Thursday, June 30, 2011

All We Hear Is Radio Bla Bla

At Cannes we heard news that UK agencies appear to have no interest left whatsoever in radio. That everybody is focused on TV and online.

Creatives don't want to work on radio because they think it is boring, that it has little creative opportunity, that they cannot get a raise or become known by making great radio work. This means radio work often gets farmed out to juniors or neglected, not given the care it deserves.

Radio isn't a big impactful medium, it won't do anything for your brand... so let's focus on the TV and online stuff shall we?

The problem with that view is that it is totally wrong.

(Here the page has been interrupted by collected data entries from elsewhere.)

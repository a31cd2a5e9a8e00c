use crate::declar::capability_flags;

/// Short handshake response announcing CLIENT_SSL; the TLS handshake
/// follows immediately after it.
#[derive(Debug)]
pub struct SslRequestCommand {
    collation: u8,
}

impl SslRequestCommand {
    pub fn new(collation: u8) -> Self {
        SslRequestCommand { collation }
    }

    pub fn serialize(&self) -> Vec<u8> {
        let mut packet = Vec::with_capacity(32);
        let flags = capability_flags::client_flags() | capability_flags::CLIENT_SSL;
        packet.extend_from_slice(&flags.to_le_bytes());
        packet.extend_from_slice(&0u32.to_le_bytes());
        packet.push(self.collation);
        packet.extend_from_slice(&[0u8; 23]);
        packet
    }
}
use std::collections::HashMap;

use serde::Serialize;

use common::binlog::column::column_type::ColumnType;
use common::config::Flavor;
use common::err::replica_error::ReError;

use crate::utils::{bitmap_byte_len, slice_len_enc_num, slice_uint_le};

// Optional metadata TLV codes, MySQL 8.0 / MariaDB 10.5 with
// binlog_row_metadata=FULL (SIGNEDNESS and keys also come with MINIMAL).
// ref: https://github.com/mysql/mysql-server/blob/8.0/libbinlogevents/src/rows_event.cpp
const SIGNEDNESS: u8 = 1;
const DEFAULT_CHARSET: u8 = 2;
const COLUMN_CHARSET: u8 = 3;
const COLUMN_NAME: u8 = 4;
const SET_STR_VALUE: u8 = 5;
const ENUM_STR_VALUE: u8 = 6;
const GEOMETRY_TYPE: u8 = 7;
const SIMPLE_PRIMARY_KEY: u8 = 8;
const PRIMARY_KEY_WITH_PREFIX: u8 = 9;
const ENUM_AND_SET_DEFAULT_CHARSET: u8 = 10;
const ENUM_AND_SET_COLUMN_CHARSET: u8 = 11;
const COLUMN_VISIBILITY: u8 = 12;

/// Schema preamble for the rows events that follow it. Installed into the
/// pump's registry keyed by `table_id` and consulted for every row image.
///
/// The optional-metadata vectors stay empty when the server did not send
/// the block (MySQL 5.7, MariaDB 10.4); the helper accessors then yield
/// `None` so callers can feature-detect.
#[derive(Debug, Serialize, PartialEq, Clone, Default)]
pub struct TableMapEvent {
    pub table_id: u64,
    /// Reserved, always 0 so far
    pub flags: u16,

    pub schema: String,
    pub table: String,

    pub column_count: u64,
    pub column_types: Vec<u8>,
    /// Unpacked per-column metadata, width keyed by type
    pub column_meta: Vec<u16>,
    /// One bit per column, LSB first
    pub null_bitmap: Vec<u8>,

    /// MSB-first bitmap over the numeric columns only
    pub signedness_bitmap: Vec<u8>,
    /// `[default_collation, idx, collation, idx, collation, ...]`
    pub default_charset: Vec<u64>,
    pub column_charset: Vec<u64>,
    pub column_name: Vec<String>,
    pub set_str_value: Vec<Vec<String>>,
    pub enum_str_value: Vec<Vec<String>>,
    pub geometry_type: Vec<u64>,
    pub primary_key: Vec<u64>,
    /// Prefix length per primary-key column, 0 for whole-column keys
    pub primary_key_prefix: Vec<u64>,
    pub enum_set_default_charset: Vec<u64>,
    pub enum_set_column_charset: Vec<u64>,
    /// MSB-first bitmap over all columns, MySQL 8.0.23+
    pub visibility_bitmap: Vec<u8>,

    pub flavor: Flavor,
}
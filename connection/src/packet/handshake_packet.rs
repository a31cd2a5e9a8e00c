use common::err::replica_error::ReError;
use common::err::CResult;

/// Initial handshake (protocol version 10).
///
/// ref: https://dev.mysql.com/doc/dev/mysql-server/latest/page_protocol_connection_phase_packets_protocol_handshake_v10.html
#[derive(Debug, Clone)]
pub struct HandshakePacket {
    pub protocol_version: u8,
    pub server_version: String,
    pub connection_id: u32,
    /// auth-plugin-data part 1 + part 2, trailing NUL dropped
    pub scramble: Vec<u8>,
    pub server_capabilities: u32,
    pub server_collation: u8,
    pub status_flags: u16,
    pub auth_plugin_name: String,
}

impl HandshakePacket {
    pub fn parse(packet: &[u8]) -> CResult<HandshakePacket> {
        let mut pos = 0usize;

        let protocol_version = read_u8(packet, &mut pos)?;
        let server_version = read_null_string(packet, &mut pos)?;
        let connection_id = read_u32(packet, &mut pos)?;

        let mut scramble = read_bytes(packet, &mut pos, 8)?.to_vec();
        pos += 1; // filler

        let cap_low = read_u16(packet, &mut pos)? as u32;
        let server_collation = read_u8(packet, &mut pos)?;
        let status_flags = read_u16(packet, &mut pos)?;
        let cap_high = read_u16(packet, &mut pos)? as u32;
        let server_capabilities = cap_low | (cap_high << 16);

        let auth_data_len = read_u8(packet, &mut pos)? as usize;
        pos += 10; // reserved

        // part 2: max(13, len - 8) bytes, NUL terminated
        let part2_len = auth_data_len.saturating_sub(8).max(13);
        let part2 = read_bytes(packet, &mut pos, part2_len)?;
        let part2 = match part2.last() {
            Some(0) => &part2[..part2.len() - 1],
            _ => part2,
        };
        scramble.extend_from_slice(part2);

        let auth_plugin_name = if pos < packet.len() {
            read_null_string(packet, &mut pos)?
        } else {
            String::new()
        };

        Ok(HandshakePacket {
            protocol_version,
            server_version,
            connection_id,
            scramble,
            server_capabilities,
            server_collation,
            status_flags,
            auth_plugin_name,
        })
    }
}

fn read_u8(data: &[u8], pos: &mut usize) -> CResult<u8> {
    let v = *data.get(*pos).ok_or_else(ReError::incomplete)?;
    *pos += 1;
    Ok(v)
}

fn read_u16(data: &[u8], pos: &mut usize) -> CResult<u16> {
    let b = data.get(*pos..*pos + 2).ok_or_else(ReError::incomplete)?;
    *pos += 2;
    Ok(u16::from_le_bytes([b[0], b[1]]))
}

fn read_u32(data: &[u8], pos: &mut usize) -> CResult<u32> {
    let b = data.get(*pos..*pos + 4).ok_or_else(ReError::incomplete)?;
    *pos += 4;
    Ok(u32::from_le_bytes([b[0], b[1], b[2], b[3]]))
}

fn read_bytes<'a>(data: &'a [u8], pos: &mut usize, len: usize) -> CResult<&'a [u8]> {
    let b = data.get(*pos..*pos + len).ok_or_else(ReError::incomplete)?;
    *pos += len;
    Ok(b)
}

fn read_null_string(data: &[u8], pos: &mut usize) -> CResult<String> {
    let rest = data.get(*pos..).ok_or_else(ReError::incomplete)?;
    let end = rest
        .iter()
        .position(|&c| c == 0)
        .ok_or_else(ReError::incomplete)?;
    let s = String::from_utf8_lossy(&rest[..end]).to_string();
    *pos += end + 1;
    Ok(s)
}
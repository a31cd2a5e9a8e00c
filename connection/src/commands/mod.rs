use sha1::{Digest, Sha1};
use sha2::Sha256;

pub mod auth_plugin_switch_command;
pub mod authenticate_command;
pub mod dump_binlog_command;
pub mod dump_binlog_gtid_command;
pub mod query_command;
pub mod register_replica_command;
pub mod ssl_request_command;

pub const COM_QUERY: u8 = 0x03;
pub const COM_REGISTER_SLAVE: u8 = 0x15;
pub const COM_BINLOG_DUMP: u8 = 0x12;
pub const COM_BINLOG_DUMP_GTID: u8 = 0x1e;

pub fn xor(left: &[u8], right: &[u8]) -> Vec<u8> {
    left.iter()
        .enumerate()
        .map(|(i, b)| b ^ right[i % right.len()])
        .collect()
}

/// `mysql_native_password`:
/// `SHA1(password) XOR SHA1(seed + SHA1(SHA1(password)))`
pub fn scramble_native(password: &str, seed: &[u8]) -> Vec<u8> {
    if password.is_empty() {
        return vec![];
    }
    let hash1 = Sha1::digest(password.as_bytes());
    let hash2 = Sha1::digest(hash1);

    let mut salted = Sha1::new();
    salted.update(seed);
    salted.update(hash2);
    xor(&hash1, &salted.finalize())
}

/// `caching_sha2_password` fast path:
/// `SHA256(password) XOR SHA256(SHA256(SHA256(password)) + seed)`
pub fn scramble_sha256(password: &str, seed: &[u8]) -> Vec<u8> {
    if password.is_empty() {
        return vec![];
    }
    let hash1 = Sha256::digest(password.as_bytes());
    let hash2 = Sha256::digest(hash1);

    let mut salted = Sha256::new();
    salted.update(hash2);
    salted.update(seed);
    xor(&hash1, &salted.finalize())
}

#[cfg(test)]
mod test {
    use super::*;

    #[test]
    fn scramble_widths() {
        let seed = b"abcdefghijklmnopqrst";
        assert_eq!(scramble_native("secret", seed).len(), 20);
        assert_eq!(scramble_sha256("secret", seed).len(), 32);
        assert!(scramble_native("", seed).is_empty());
        assert!(scramble_sha256("", seed).is_empty());
    }

    #[test]
    fn xor_cycles_right_operand() {
        assert_eq!(xor(&[0xff, 0x0f, 0xf0], &[0x0f]), vec![0xf0, 0x00, 0xff]);
    }
}
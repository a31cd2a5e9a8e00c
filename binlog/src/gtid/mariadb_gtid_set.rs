use std::collections::BTreeMap;
use std::fmt::{Display, Formatter};

use serde::Serialize;

use common::err::replica_error::ReError;

/// One MariaDB transaction id, `domain-server-sequence`.
#[derive(Debug, Serialize, Clone, Copy, PartialEq, Eq)]
pub struct MariadbGtid {
    pub domain_id: u32,
    pub server_id: u32,
    pub sequence: u64,
}

impl MariadbGtid {
    pub fn parse(text: &str) -> Result<MariadbGtid, ReError> {
        let parts: Vec<&str> = text.trim().split('-').collect();
        if parts.len() != 3 {
            return Err(ReError::Error(format!("invalid mariadb gtid {}", text)));
        }
        Ok(MariadbGtid {
            domain_id: parts[0].parse()?,
            server_id: parts[1].parse()?,
            sequence: parts[2].parse()?,
        })
    }
}

impl Display for MariadbGtid {
    fn fmt(&self, f: &mut Formatter<'_>) -> std::fmt::Result {
        write!(f, "{}-{}-{}", self.domain_id, self.server_id, self.sequence)
    }
}

/// MariaDB keeps one current gtid per replication domain; a set is the map
/// of domains to their latest transaction.
#[derive(Debug, Serialize, Clone, PartialEq, Default)]
pub struct MariadbGtidSet {
    pub sets: BTreeMap<u32, MariadbGtid>,
}

impl MariadbGtidSet {
    pub fn new() -> Self {
        MariadbGtidSet {
            sets: BTreeMap::new(),
        }
    }

    pub fn parse(text: &str) -> Result<MariadbGtidSet, ReError> {
        let mut sets = BTreeMap::new();
        if !text.trim().is_empty() {
            for part in text.replace('\n', "").split(',') {
                let gtid = MariadbGtid::parse(part)?;
                sets.insert(gtid.domain_id, gtid);
            }
        }
        Ok(MariadbGtidSet { sets })
    }

    pub fn is_empty(&self) -> bool {
        self.sets.is_empty()
    }

    /// Install the newest transaction of its domain.
    pub fn add(&mut self, gtid: MariadbGtid) {
        self.sets.insert(gtid.domain_id, gtid);
    }

    /// Per-domain sequence dominance.
    pub fn contains(&self, other: &MariadbGtidSet) -> bool {
        other.sets.iter().all(|(domain, o)| {
            self.sets
                .get(domain)
                .map(|s| s.sequence >= o.sequence)
                .unwrap_or(false)
        })
    }

    pub fn union(&mut self, other: &MariadbGtidSet) {
        for (domain, o) in &other.sets {
            match self.sets.get_mut(domain) {
                Some(s) => {
                    if o.sequence > s.sequence {
                        *s = *o;
                    }
                }
                None => {
                    self.sets.insert(*domain, *o);
                }
            }
        }
    }
}

impl Display for MariadbGtidSet {
    fn fmt(&self, f: &mut Formatter<'_>) -> std::fmt::Result {
        let mut first = true;
        for gtid in self.sets.values() {
            if !first {
                write!(f, ",")?;
            }
            first = false;
            write!(f, "{}", gtid)?;
        }
        Ok(())
    }
}
#[test]
fn decode_decimal_by_meta() {
    // (canonical text, stored bytes, table-map meta)
    let cases: &[(&str, &[u8], u16)] = &[
        // DECIMAL(40, 16)
        (
            "123.4560000000000000",
            &[128, 0, 0, 0, 0, 0, 0, 0, 0, 0, 123, 27, 46, 2, 0, 0, 0, 0, 0],
            10256,
        ),
        (
            "0.0000010000000000",
            &[128, 0, 0, 0, 0, 0, 0, 0, 0, 0, 0, 0, 0, 3, 232, 0, 0, 0, 0],
            10256,
        ),
        (
            "100000000.0000000000000000",
            &[128, 0, 0, 0, 0, 0, 0, 5, 245, 225, 0, 0, 0, 0, 0, 0, 0, 0, 0],
            10256,
        ),
        (
            "100000000.0000000200000000",
            &[128, 0, 0, 0, 0, 0, 0, 5, 245, 225, 0, 0, 0, 0, 20, 0, 0, 0, 0],
            10256,
        ),
        (
            "123456.1234567890000000",
            &[128, 0, 0, 0, 0, 0, 0, 0, 1, 226, 64, 7, 91, 205, 21, 0, 0, 0, 0],
            10256,
        ),
        (
            "123456234234234757655.1234567890123456",
            &[128, 0, 123, 27, 49, 148, 250, 13, 254, 30, 23, 7, 91, 205, 21, 0, 1, 226, 64],
            10256,
        ),
        (
            "-123456234234234757655.1234567890123456",
            &[127, 255, 132, 228, 206, 107, 5, 242, 1, 225, 232, 248, 164, 50, 234, 255, 254, 29, 191],
            10256,
        ),
        (
            "0.0000000000000000",
            &[128, 0, 0, 0, 0, 0, 0, 0, 0, 0, 0, 0, 0, 0, 0, 0, 0, 0, 0],
            10256,
        ),
        // DECIMAL(60, 0)
        (
            "1000000000000000000000000000000",
            &[128, 0, 0, 0, 0, 0, 0, 0, 0, 0, 0, 0, 0, 3, 232, 0, 0, 0, 0, 0, 0, 0, 0, 0, 0, 0, 0],
            15360,
        ),
        (
            "1",
            &[128, 0, 0, 0, 0, 0, 0, 0, 0, 0, 0, 0, 0, 0, 0, 0, 0, 0, 0, 0, 0, 0, 0, 0, 0, 0, 1],
            15360,
        ),
        // DECIMAL(30, 30)
        (
            "0.100000000000000000000000000000",
            &[133, 245, 225, 0, 0, 0, 0, 0, 0, 0, 0, 0, 0, 0],
            7710,
        ),
        (
            "0.000000000000001000000000000000",
            &[128, 0, 0, 0, 0, 0, 3, 232, 0, 0, 0, 0, 0, 0],
            7710,
        ),
    ];

    const NEWDECIMAL: u8 = 246;
    for (num, data, meta) in cases {
        let (value, _) =
            decode_value(data, NEWDECIMAL, *meta, false, &DecodeOptions::default()).unwrap();
        assert_eq!(value, ColumnValue::Decimal(num.to_string()));

        let opts = DecodeOptions {
            use_decimal: true,
            ..Default::default()
        };
        let (value, _) = decode_value(data, NEWDECIMAL, *meta, false, &opts).unwrap();
        match value {
            ColumnValue::DecimalValue(d) => {
                assert_eq!(d, BigDecimal::from_str(num).unwrap())
            }
            other => panic!("unexpected {:?}", other),
        }
    }
}

#[test]
fn table_map_nullable_bits() {
    let nullables = [true, false, false, true];
    let cases: &[(&[u8], Flavor)] = &[
        // mysql 5.7
        (b"z\x00\x00\x00\x00\x00\x01\x00\x04test\x00\x05_null\x00\x04\x03\x03\x11\xfc\x02\x00\x02\x09", Flavor::MySQL),
        // mysql 8.0
        (b"z\x00\x00\x00\x00\x00\x01\x00\x04test\x00\x05_null\x00\x04\x03\x03\x11\xfc\x02\x00\x02\x09\x01\x01\x00\x02\x01\xe0\x04\x0c\x02c1\x02c2\x02c3\x02c4", Flavor::MySQL),
        // mariadb 10.4
        (b"\x1e\x00\x00\x00\x00\x00\x01\x00\x04test\x00\x05_null\x00\x04\x03\x03\x11\xfc\x02\x00\x02\x09", Flavor::MariaDB),
        // mariadb 10.5
        (b"\x1d\x00\x00\x00\x00\x00\x01\x00\x04test\x00\x05_null\x00\x04\x03\x03\x11\xfc\x02\x00\x02\x09\x01\x01\x00\x02\x01\xe0\x04\x0c\x02c1\x02c2\x02c3\x02c4", Flavor::MariaDB),
    ];
    for (data, flavor) in cases {
        let tme = table_map(data, *flavor);
        assert_eq!(tme.column_count as usize, nullables.len());
        for (i, expected) in nullables.iter().enumerate() {
            assert_eq!(tme.nullable(i), (true, *expected), "column {}", i);
        }
    }
}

If you think radio is useless then you are not doing it right. Use it like any other medium and make the most of the opportunity. Treat it with respect, understand how to make it work, and then make bloody good stuff.

Has everyone forgotten the Budweiser Men of genius work? Radio spots so good that they turned it into a TV campaign, which wasn't as good as the radio. Have we forgotten that radio is really good at reaching people while they are near a computer? A nice way to promote your new digital work no?

Agencies complaining about low budgets, why not consider if that dirt cheap, badly shot on a shoestring 20 second TV ad you just made, which will air 3 times on an obscure satellite channel (UK Gymnastic 2 +1); might be better as a national 40 second radio campaign on the same budget. Giving you time to actually be creative instead of having 5 seconds to shoehorn in a cheap gag.

I've seen cases of miniscule budgets turned into double figure ROI using radio. You would think people might notice this...

We have some brilliant writers in this country, let's remind them why campaigns are about the bigger picture, not just the fashionable bits.


facu said...

i hate to think of creatives as stuck up assholes that only want to work on a medium and a medium or two only, like a conceited rich boy.

radio is awesome. it´s like tv with imagination. when i was a trainee i longed for radio more that print or even some short tv. i loved the stories and worlds one share and build in peoples minds, literally, not mind washingly (?).

and even if you´re stuck with something else, it´s about the idea and the stories that grow from it, and the places wheres it´s best to tell them.

to all the conceited brats, i say, love the idea of the idea, not the price from it.

Rob said...

Saying radio doesn't work is like saying all men are sexist bastards who have affairs.

Sure some mediums might be more popular than the others. Sure some mediums might attract the same audience as others. But to discount one simply because it's not the flavour of the month is ridiculous and if we were to follow that theory through, then we should close all the ad agencies because too most business out there, they perceive us as belonging to the same era as radio.

Jam said...

Hear bloody hear! A good radio spot uses the imagination and carries the listener along - and, because arguably there's less to work with, the emotional impact (laughter, poignancy) seems to be that much sharper.

The problem is the old arguments that are employed to dismiss it - now so oft-repeated that they appear as received wisdom. "It's a background medium!" Oh, give it a rest. So is TV.

So what do we need to do to get people back into radio? Maybe it's as simple as getting the best examples together to show that yes, good radio exists!